Wetland issues revolve around disparate scientific and federal program questions, and
conflicting views of the role of government where private property is involved. Scientific
questions include how to define wetlands, the current rate and pattern of wetland losses, and
the importance of these losses. Federal program questions include the operation of the federal
regulatory program and other programs to protect, restore, or mitigate wetland resources;
relationships between agriculture and wetlands; whether all wetlands should be treated the
same in federal programs; and federal funding of wetland programs. In addition, private
property questions are raised because almost three-quarters of the remaining wetlands are
located on private lands, and some property owners view federal programs that limit land use
as diminishing its value, real and potential.
What is a Wetland?
There is general agreement that the presence of a wetland can be determined by a
combination of soils, plants, and hydrology. The only definition of wetlands in law, in the
swampbuster provisions of farm legislation, lists those three components but does not include
more specific criteria, such as what conditions must be present, for how long, and during what
portion of the year. Controversies are exacerbated when many sites that have those three
components do not look like what many people visualize as wetlands.
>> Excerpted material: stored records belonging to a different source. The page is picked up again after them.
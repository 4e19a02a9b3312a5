//! Filesystem discovery: module executables, signature files, and input
//! sources.
//!
//! Modules live under `<data>/modules/<kind>/<name>`; the subdirectory
//! becomes the module's tag and the filename stem its name. Signatures are
//! `<data>/signatures/<name>.dice`. Source files are matched by glob under
//! the run's workspace with an extension filter.

use std::fs;
use std::io::Read;
use std::path::{Path, PathBuf};

use dice_core::error::{Error, Result};
use dice_core::model::{Id, Module, Source, SourceKind};
use sha2::{Digest, Sha256};
use tracing::debug;

/// Extension of signature files.
pub const SIGNATURE_EXT: &str = ".dice";

/// Finds module executables matching the globs, hashed and tagged.
///
/// A glob may name the executable directly (`banner`) or include the kind
/// subdirectory (`classifier/banner`); plain names search all kinds.
pub fn find_module_files(modules_dir: &Path, patterns: &[String]) -> Result<Vec<Module>> {
    let mut modules = Vec::new();
    for pattern in patterns {
        let full = if pattern.contains('/') {
            modules_dir.join(pattern)
        } else {
            modules_dir.join("*").join(pattern)
        };
        for path in matches(&full)? {
            if !path.is_file() {
                continue;
            }
            modules.push(module_from_file(modules_dir, &path)?);
        }
    }
    Ok(modules)
}

fn module_from_file(modules_dir: &Path, path: &Path) -> Result<Module> {
    let name = path
        .file_stem()
        .and_then(|s| s.to_str())
        .unwrap_or_default()
        .to_string();
    // The kind directory between the modules root and the file, if any.
    let tags = path
        .strip_prefix(modules_dir)
        .ok()
        .and_then(Path::parent)
        .and_then(|p| p.file_name())
        .and_then(|s| s.to_str())
        .map(|kind| vec![kind.to_string()])
        .unwrap_or_default();

    let mut file = fs::File::open(path)?;
    let mut hasher = Sha256::new();
    let mut buf = [0u8; 8192];
    loop {
        let n = file.read(&mut buf)?;
        if n == 0 {
            break;
        }
        hasher.update(&buf[..n]);
    }
    let hash = hex_digest(hasher);

    debug!(module = %name, %hash, "module file found");
    Ok(Module {
        id: Id::ZERO,
        name,
        location: path.to_string_lossy().into_owned(),
        hash,
        tags,
        properties: Default::default(),
    })
}

fn hex_digest(hasher: Sha256) -> String {
    hasher
        .finalize()
        .iter()
        .map(|b| format!("{b:02x}"))
        .collect()
}

/// Finds `.dice` files matching the globs under the signatures directory.
pub fn find_signature_files(signatures_dir: &Path, patterns: &[String]) -> Result<Vec<PathBuf>> {
    let mut paths = Vec::new();
    for pattern in patterns {
        let with_ext = if pattern.ends_with(SIGNATURE_EXT) {
            pattern.clone()
        } else {
            format!("{pattern}{SIGNATURE_EXT}")
        };
        for path in matches(&signatures_dir.join(with_ext))? {
            if path.is_file() {
                paths.push(path);
            }
        }
    }
    paths.sort();
    paths.dedup();
    Ok(paths)
}

/// The path of one signature by name.
#[must_use]
pub fn signature_file(signatures_dir: &Path, name: &str) -> PathBuf {
    signatures_dir.join(format!("{name}{SIGNATURE_EXT}"))
}

/// Finds source files matching the globs under the workspace, keeping only
/// the allowed extensions (`.json`, and friends).
pub fn find_source_files(
    workspace: &Path,
    patterns: &[String],
    extensions: &[&str],
) -> Result<Vec<Source>> {
    let mut sources = Vec::new();
    for pattern in patterns {
        for path in matches(&workspace.join(pattern))? {
            if !path.is_file() {
                continue;
            }
            let format = path
                .extension()
                .and_then(|e| e.to_str())
                .unwrap_or_default();
            if !extensions.contains(&format) {
                continue;
            }
            sources.push(Source {
                id: Id::ZERO,
                name: path
                    .file_name()
                    .and_then(|s| s.to_str())
                    .unwrap_or_default()
                    .to_string(),
                kind: SourceKind::File,
                format: format.to_string(),
                location: path.to_string_lossy().into_owned(),
                args: None,
            });
        }
    }
    Ok(sources)
}

fn matches(pattern: &Path) -> Result<Vec<PathBuf>> {
    let pattern = pattern.to_string_lossy();
    let entries = glob::glob(&pattern).map_err(|e| Error::Store {
        op: "glob",
        message: format!("invalid pattern '{pattern}': {e}"),
    })?;
    Ok(entries.filter_map(std::result::Result::ok).collect())
}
Wetlands subject to federal regulation are a large subset of all places that are judged to
be wetlands according to criteria used in the scientific community. These regulated wetlands,
under the Section 404 program discussed below, are currently identified using technical
criteria in a wetland delineation manual issued by the Corps in 1987. The Corps applies the
manual in making about 25,000 cases each year to determine if an area is subject to the
jurisdiction of the 404 program. The purpose of the manual is to provide guidance and field-
level consistency among the agencies that have roles in wetland regulatory protection. It was
prepared jointly and is used by all federal agencies to carry out their responsibilities under this
program (the Corps, EPA, FWS, and the National Marine Fisheries Service (NMFS)).
Congress responded to controversy stimulated by Bush Administration proposals to
revise the 1987 manual and thus change the areas regulated as wetlands by authorizing
funding for the National Academy of Sciences (NAS) to report on the science of identifying
and delineating wetlands (P.L. 102-389). This study, released in May 1995, recommended
using a reference definition that could serve as a standard against which regulatory definitions
and actions could be assessed. Other findings in the report include the need to recognize
regional differences in wetlands, the importance of better training for wetland delineators, and
the need for more research on the functions and values of wetlands. The NAS committee
preparing this report concluded that implementing its findings may improve the objectivity and
consistency of wetland identification and delineation. However, it also recognized that
judgement will continue to play a role in delineating some wetlands.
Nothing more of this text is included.